Das ist das CO₂-Paket, das 87.500 Mallorca-Urlauber unterm Strich erzeugen, wenn man die Flüge einberechnet. Die vier Windräder – die Rotoren drehen sich seit zwölf Jahren – haben über die Jahre also die Umweltbelastung von mehr als 100.000 Urlaubern kompensiert.
Seitenwind frischt auf
Von Seiten der CDU wachsen Bedenken: „Fehlende Rechtsklarheit“ führe dazu, dass Betreiber von Windparks neue Anlagen auch in ungeeigneten Gebieten errichten wollten, beklagt der heimische CDU-Bundestagsabgeordnete Christian Haase und berichtet, dass die Union einen Gesetzesentwurf eingebracht habe, der es den kommunalen Behörden ermöglichen soll, neue Windräder zu untersagen.

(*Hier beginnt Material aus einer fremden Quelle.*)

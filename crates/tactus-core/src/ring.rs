//! Multi-slot buffer ring with fine-grained sub-block locking.
//!
//! Eight fixed-size slots form a depth-8 pipeline between upstream
//! producers and the hardware callback, so producers may run several
//! periods ahead of delivery. Callers address slots through opaque
//! [`SlotHandle`]s resolved by pointer identity; a handle that does not
//! belong to the ring fails every lock operation without being
//! dereferenced.

use std::cell::UnsafeCell;
use std::sync::atomic::{AtomicUsize, Ordering};
use std::sync::Arc;

use parking_lot::lock_api::RawReentrantMutex;
use parking_lot::{RawMutex, RawThreadId};

use crate::config::Presets;

/// Slots in the ring.
pub const RING_SLOT_COUNT: usize = 8;

/// Sub-blocks per channel unless reconfigured.
pub const DEFAULT_SUB_BLOCK_COUNT: usize = 8;

type RawRecursiveLock = RawReentrantMutex<RawMutex, RawThreadId>;

/// Opaque identity of one ring slot.
///
/// Never dereferenced; only compared against the ring's own slots.
#[derive(Debug, Clone, Copy, PartialEq, Eq)]
pub struct SlotHandle(*const u8);

// SAFETY: the pointer is used purely as an identity token; all data
// access goes through BufferRing under its locks.
unsafe impl Send for SlotHandle {}
unsafe impl Sync for SlotHandle {}

impl SlotHandle {
    /// A handle that matches no slot of any ring.
    pub fn invalid() -> Self {
        SlotHandle(core::ptr::null())
    }
}

struct Slot {
    data: UnsafeCell<Box<[u8]>>,
    lock: RawRecursiveLock,
    sub_locks: Box<[RawRecursiveLock]>,
}

/// The 8-slot ring plus its per (slot x channel x sub_block) lock matrix.
pub struct BufferRing {
    slots: Vec<Slot>,
    active: AtomicUsize,
    channels: usize,
    buffer_size: usize,
    word_size: usize,
    sub_block_count: usize,
}

// SAFETY: slot bytes are only reached through the whole-slot recursive
// lock (SlotGuard, clear_buffer) or the sub-block locks; the lock
// primitives themselves are Sync.
unsafe impl Send for BufferRing {}
unsafe impl Sync for BufferRing {}

impl BufferRing {
    pub fn new(presets: &Presets, sub_block_count: usize) -> Self {
        let slot_bytes = presets.slot_bytes();
        let lock_count = presets.channels * sub_block_count;

        let slots = (0..RING_SLOT_COUNT)
            .map(|_| Slot {
                data: UnsafeCell::new(vec![0u8; slot_bytes].into_boxed_slice()),
                lock: RawRecursiveLock::INIT,
                sub_locks: (0..lock_count)
                    .map(|_| RawRecursiveLock::INIT)
                    .collect(),
            })
            .collect();

        Self {
            slots,
            active: AtomicUsize::new(0),
            channels: presets.channels,
            buffer_size: presets.buffer_size,
            word_size: presets.format.word_size(),
            sub_block_count,
        }
    }

    pub fn channels(&self) -> usize {
        self.channels
    }

    pub fn buffer_size(&self) -> usize {
        self.buffer_size
    }

    pub fn word_size(&self) -> usize {
        self.word_size
    }

    pub fn sub_block_count(&self) -> usize {
        self.sub_block_count
    }

    /// Byte size of one slot.
    pub fn slot_bytes(&self) -> usize {
        self.channels * self.buffer_size * self.word_size
    }

    fn handle_at(&self, index: usize) -> SlotHandle {
        // pointer identity only, the cell is not read
        SlotHandle(unsafe { (*self.slots[index].data.get()).as_ptr() })
    }

    fn resolve(&self, handle: SlotHandle) -> Option<usize> {
        (0..RING_SLOT_COUNT).find(|&i| self.handle_at(i) == handle)
    }

    /// Current write slot.
    pub fn get_buffer(&self) -> SlotHandle {
        self.handle_at(self.active.load(Ordering::Acquire))
    }

    /// Slot following the write slot, modulo 8.
    pub fn get_next_buffer(&self) -> SlotHandle {
        let active = self.active.load(Ordering::Acquire);
        self.handle_at((active + 1) % RING_SLOT_COUNT)
    }

    /// Slot preceding the write slot, modulo 8.
    pub fn get_prev_buffer(&self) -> SlotHandle {
        let active = self.active.load(Ordering::Acquire);
        self.handle_at((active + RING_SLOT_COUNT - 1) % RING_SLOT_COUNT)
    }

    /// Advances the write slot by exactly one, wrapping modulo 8.
    pub fn switch_buffer(&self) {
        let _ = self
            .active
            .fetch_update(Ordering::AcqRel, Ordering::Acquire, |active| {
                Some((active + 1) % RING_SLOT_COUNT)
            });
    }

    /// Zeroes a slot under its whole-slot lock. Foreign handles are
    /// ignored.
    pub fn clear_buffer(&self, handle: SlotHandle) {
        let Some(index) = self.resolve(handle) else {
            return;
        };
        let slot = &self.slots[index];
        slot.lock.lock();
        // SAFETY: exclusive access to the bytes is guaranteed by the
        // whole-slot lock held for the duration of the write.
        unsafe {
            (*slot.data.get()).fill(0);
            slot.lock.unlock();
        }
    }

    /// Takes the whole-slot recursive lock, returning a guard that
    /// releases on drop. `None` for foreign handles.
    pub fn lock_buffer(self: Arc<Self>, handle: SlotHandle) -> Option<SlotGuard> {
        let index = self.resolve(handle)?;
        self.slots[index].lock.lock();
        Some(SlotGuard { ring: self, index })
    }

    /// Takes one sub-block lock, blocking, and returns a guard over
    /// that sub-block's bytes. `None` for foreign handles or
    /// out-of-range indices.
    pub fn lock_sub_block(
        self: Arc<Self>,
        handle: SlotHandle,
        sub_block: usize,
    ) -> Option<SubBlockGuard> {
        let index = self.resolve(handle)?;
        if sub_block >= self.channels * self.sub_block_count {
            return None;
        }
        self.slots[index].sub_locks[sub_block].lock();
        Some(SubBlockGuard {
            ring: self,
            index,
            sub_block,
        })
    }

    // Byte range of one entry of the (channel x sub_block) matrix. The
    // last block of a channel absorbs the frames a non-dividing
    // buffer_size leaves over.
    fn sub_block_range(&self, sub_block: usize) -> core::ops::Range<usize> {
        let channel = sub_block / self.sub_block_count;
        let block = sub_block % self.sub_block_count;
        let frames_per_block = self.buffer_size / self.sub_block_count;

        let start_frame = block * frames_per_block;
        let end_frame = if block + 1 == self.sub_block_count {
            self.buffer_size
        } else {
            start_frame + frames_per_block
        };

        let base = channel * self.buffer_size;
        (base + start_frame) * self.word_size..(base + end_frame) * self.word_size
    }

    /// Attempts one sub-block lock. `sub_block` indexes the flattened
    /// (channel x sub_block) matrix of this slot. Returns `false` for
    /// foreign handles or out-of-range indices, without blocking.
    pub fn trylock_sub_block(&self, handle: SlotHandle, sub_block: usize) -> bool {
        let Some(index) = self.resolve(handle) else {
            return false;
        };
        let slot = &self.slots[index];
        match slot.sub_locks.get(sub_block) {
            Some(lock) => lock.try_lock(),
            None => false,
        }
    }

    /// Releases a sub-block lock previously taken by this thread.
    pub fn unlock_sub_block(&self, handle: SlotHandle, sub_block: usize) {
        let Some(index) = self.resolve(handle) else {
            return;
        };
        let slot = &self.slots[index];
        if let Some(lock) = slot.sub_locks.get(sub_block) {
            if lock.is_owned_by_current_thread() {
                // SAFETY: ownership by the current thread was just checked.
                unsafe { lock.unlock() };
            }
        }
    }
}

/// RAII guard over one locked slot.
///
/// Holds the whole-slot recursive lock; dropping releases it on every
/// exit path.
pub struct SlotGuard {
    ring: Arc<BufferRing>,
    index: usize,
}

impl SlotGuard {
    pub fn handle(&self) -> SlotHandle {
        self.ring.handle_at(self.index)
    }

    /// Raw slot bytes, channels x buffer_size x word_size.
    pub fn bytes(&self) -> &[u8] {
        // SAFETY: the whole-slot lock is held; concurrent writers are
        // excluded. Same-thread aliasing is governed by the bytes_mut
        // contract.
        unsafe { &*self.ring.slots[self.index].data.get() }
    }

    /// Mutable slot bytes.
    ///
    /// # Safety
    ///
    /// The whole-slot lock is recursive, so a thread can hold several
    /// guards for the same slot. The caller must ensure no other live
    /// slice obtained from this slot overlaps the returned one.
    #[allow(clippy::mut_from_ref)]
    pub unsafe fn bytes_mut(&self) -> &mut [u8] {
        &mut *self.ring.slots[self.index].data.get()
    }
}

impl Drop for SlotGuard {
    fn drop(&mut self) {
        // SAFETY: the guard owns one level of the recursive lock taken
        // in lock_buffer.
        unsafe { self.ring.slots[self.index].lock.unlock() };
    }
}

/// RAII guard over one locked sub-block.
///
/// Holds one entry of the (channel x sub_block) lock matrix and exposes
/// only that byte range, so per-channel producers can fill disjoint
/// regions of a slot concurrently without taking the whole-slot lock.
pub struct SubBlockGuard {
    ring: Arc<BufferRing>,
    index: usize,
    sub_block: usize,
}

impl SubBlockGuard {
    pub fn handle(&self) -> SlotHandle {
        self.ring.handle_at(self.index)
    }

    /// The sub-block's bytes within the channel-major slot.
    pub fn bytes(&self) -> &[u8] {
        let range = self.ring.sub_block_range(self.sub_block);
        // SAFETY: the sub-block lock is held; writers of this range are
        // excluded. Same-thread aliasing is governed by the bytes_mut
        // contract.
        unsafe { &(&(*self.ring.slots[self.index].data.get()))[range] }
    }

    /// Mutable bytes of the sub-block.
    ///
    /// # Safety
    ///
    /// The sub-block lock is recursive and the whole-slot lock covers
    /// the same bytes, so a thread can reach this range through several
    /// guards. The caller must ensure no other live slice overlaps the
    /// returned one.
    #[allow(clippy::mut_from_ref)]
    pub unsafe fn bytes_mut(&self) -> &mut [u8] {
        let range = self.ring.sub_block_range(self.sub_block);
        &mut (&mut (*self.ring.slots[self.index].data.get()))[range]
    }
}

impl Drop for SubBlockGuard {
    fn drop(&mut self) {
        // SAFETY: the guard owns one level of the recursive lock taken
        // in lock_sub_block.
        unsafe { self.ring.slots[self.index].sub_locks[self.sub_block].unlock() };
    }
}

Er kritisiert „Wildwuchs und das schamlose Ausnutzen einer Gesetzeslücke“. Tatsächlich haben Windenergie-Betreiber in jüngster Zeit gerichtlichen Erfolg gegen kommunale Verweigerung ihrer Pläne. Allein in den Kreisen Paderborn und Höxter lägen derzeit 280 Anträge für Windräder auf Flächen vor, die sich außerhalb der kommunalen und regionalen Planungen befänden.
Dabei drehten sich schon die Rotoren von 649 Anlagen allein in diesen beiden Kreisen. 336 weitere seien in der Bauphase und 561 in der Antragstellung. In der Summe: 1.546 Rotoren. Die CDU wolle den Windenergie-Ausbau nicht stoppen, „aber wir wollen ihn sinnvoll steuern“, so der Politiker aus Ostwestfalen-Lippe.
Petition gegen Bau weiterer Windräder
Der Verein Nationalparkfreunde OWL hat eine Petition auf den Weg gebracht, die inzwischen von mehr als 10.000 Leuten unterschrieben worden ist. Die Petition trägt den Titel „Keine Windkraftanlagen in den Wäldern des Naturparks Eggegebirge/Teutoburger Wald“.
Dazu schreibt die Initiative: „Zum Start der Petition war der Bau von 20 Windrädern in dem ökologisch überregional bedeutsamen Waldgebiet auf dem Kamm des Teutoburger Waldes bei Horn-Bad Meinberg und Detmold unweit der Externsteine geplant. Im Januar (also wenige Tage nach Start dieser Petition) wurde dann bekannt, dass weitere 13 Anlagen vorgesehen sind. Insgesamt sollen nach dem Willen des Lippischen Landesverbandes (24 Windräder) und von Prinz Stefan zu Lippe (neun Windräder) insgesamt 33 riesige Windenergieanlagen im Wald errichtet werden. Der Petionstext berücksichtigt diese weiteren 13 Anlagen noch nicht, das Bekanntwerden dieser weiteren Planungen macht aber unser Anliegen noch dringender: Wir fordern den Stopp aller Planungen zum Bau von Windkraftanlagen in den Wäldern des Naturparks Eggegebirge/Teutoburger Wald und das entschlossene Handeln der Politik!“
UPDATE
Rechtsunsicherheit bereitet Genehmigungsbehörden Sorgen
„Da gibt es einen unheimlichen Druck auch von Interessenverbänden. Der macht den Kollegen schlaflose Nächte. Das ist katastrophal“, sagte Kreisverwaltungsvorstand Dr. Ute Röder in der jüngsten Umweltausschuss-Sitzung des lippischen Kreistages nach einem Bericht von Martin Hostert auf der Kreisseite der Lippischen Landes-Zeitung (30. Januar).
Als Angreifer benennt Röder Investoren von Windenergie-Konsortien, die zurzeit Oberwasser haben. Die Amtsbescheide auf eine explodierende Zahl von Anträgen müsse „absolut gerichtsfest“ formuliert sein. „Wir haben es mit Profi-Juristen zu tun. Die machen nix anderes.“ Und so hätten sie mit Widerspruchsverfahren gegen Ablehnungsbescheide vor Gericht immer mehr Erfolg.
Die Rechtsunsicherheit, die entstanden ist, führt sogar die wahlkämpferisch gegeneinander antretenden Parteien von CDU/CSU, SPD und Grünen zusammen: In einer gemeinsamen Aktion drängen sie in Berlin darauf, dass die Genehmigungsbehörden keine Vorbescheide mit bindender Wirkung mehr erteilen müssen.
Diese Vorbescheide, die unter großem Zeitdruck formuliert werden, spielen den Juristen der Investoren-Gesellschaften nämlich in die Hände und bilden einen Trumpf im Genehmigungsverfahren. Fallen sie positiv aus, ist der Drops gelutscht. Negative Bescheide bilden – unter Zeitdruck formuliert – einen juristischen Hebel wegen kleiner Fehler in der Formulierung.